Supplied information
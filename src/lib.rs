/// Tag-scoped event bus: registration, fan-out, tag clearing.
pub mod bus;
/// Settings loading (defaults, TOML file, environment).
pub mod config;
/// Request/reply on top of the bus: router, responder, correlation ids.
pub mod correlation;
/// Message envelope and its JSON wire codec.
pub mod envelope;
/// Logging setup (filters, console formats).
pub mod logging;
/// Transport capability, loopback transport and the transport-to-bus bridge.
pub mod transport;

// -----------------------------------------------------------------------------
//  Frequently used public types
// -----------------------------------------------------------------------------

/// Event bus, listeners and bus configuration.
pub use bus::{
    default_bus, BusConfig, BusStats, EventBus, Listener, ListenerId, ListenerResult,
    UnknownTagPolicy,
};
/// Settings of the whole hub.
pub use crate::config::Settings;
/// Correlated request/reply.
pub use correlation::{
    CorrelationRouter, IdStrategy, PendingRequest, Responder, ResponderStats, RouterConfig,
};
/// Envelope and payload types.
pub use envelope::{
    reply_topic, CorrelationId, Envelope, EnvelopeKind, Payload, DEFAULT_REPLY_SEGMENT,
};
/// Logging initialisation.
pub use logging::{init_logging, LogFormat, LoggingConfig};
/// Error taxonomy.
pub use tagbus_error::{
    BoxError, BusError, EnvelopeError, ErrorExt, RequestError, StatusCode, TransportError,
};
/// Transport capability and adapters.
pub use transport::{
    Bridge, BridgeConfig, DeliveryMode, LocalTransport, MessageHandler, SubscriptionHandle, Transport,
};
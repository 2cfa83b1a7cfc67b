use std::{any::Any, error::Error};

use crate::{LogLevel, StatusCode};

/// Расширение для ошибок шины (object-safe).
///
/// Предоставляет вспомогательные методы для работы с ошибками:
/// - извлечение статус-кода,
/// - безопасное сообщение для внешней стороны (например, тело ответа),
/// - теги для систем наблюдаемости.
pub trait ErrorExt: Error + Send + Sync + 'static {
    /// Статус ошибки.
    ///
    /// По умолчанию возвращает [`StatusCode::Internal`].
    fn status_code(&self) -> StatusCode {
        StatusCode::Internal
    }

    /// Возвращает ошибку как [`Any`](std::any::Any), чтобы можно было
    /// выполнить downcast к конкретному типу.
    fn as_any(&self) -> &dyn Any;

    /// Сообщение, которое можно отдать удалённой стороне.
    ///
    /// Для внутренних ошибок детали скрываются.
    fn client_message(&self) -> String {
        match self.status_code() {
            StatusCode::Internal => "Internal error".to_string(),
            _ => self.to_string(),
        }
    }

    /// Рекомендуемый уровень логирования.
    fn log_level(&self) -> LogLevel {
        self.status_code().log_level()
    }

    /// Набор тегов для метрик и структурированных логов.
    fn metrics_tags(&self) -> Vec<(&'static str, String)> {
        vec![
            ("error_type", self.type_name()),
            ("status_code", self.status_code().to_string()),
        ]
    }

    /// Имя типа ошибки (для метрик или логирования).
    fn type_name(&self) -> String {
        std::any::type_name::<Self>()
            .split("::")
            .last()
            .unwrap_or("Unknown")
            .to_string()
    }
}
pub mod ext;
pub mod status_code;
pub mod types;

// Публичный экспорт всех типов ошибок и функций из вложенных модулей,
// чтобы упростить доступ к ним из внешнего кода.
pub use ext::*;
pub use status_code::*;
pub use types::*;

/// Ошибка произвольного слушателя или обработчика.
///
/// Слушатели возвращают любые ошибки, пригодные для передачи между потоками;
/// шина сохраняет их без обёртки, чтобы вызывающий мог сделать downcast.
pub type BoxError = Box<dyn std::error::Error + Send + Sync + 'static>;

What is being asked
Pull out all lines in the data above that include "LogLevel".

Solved problem
use crate::{LogLevel, StatusCode};
    fn log_level(&self) -> LogLevel {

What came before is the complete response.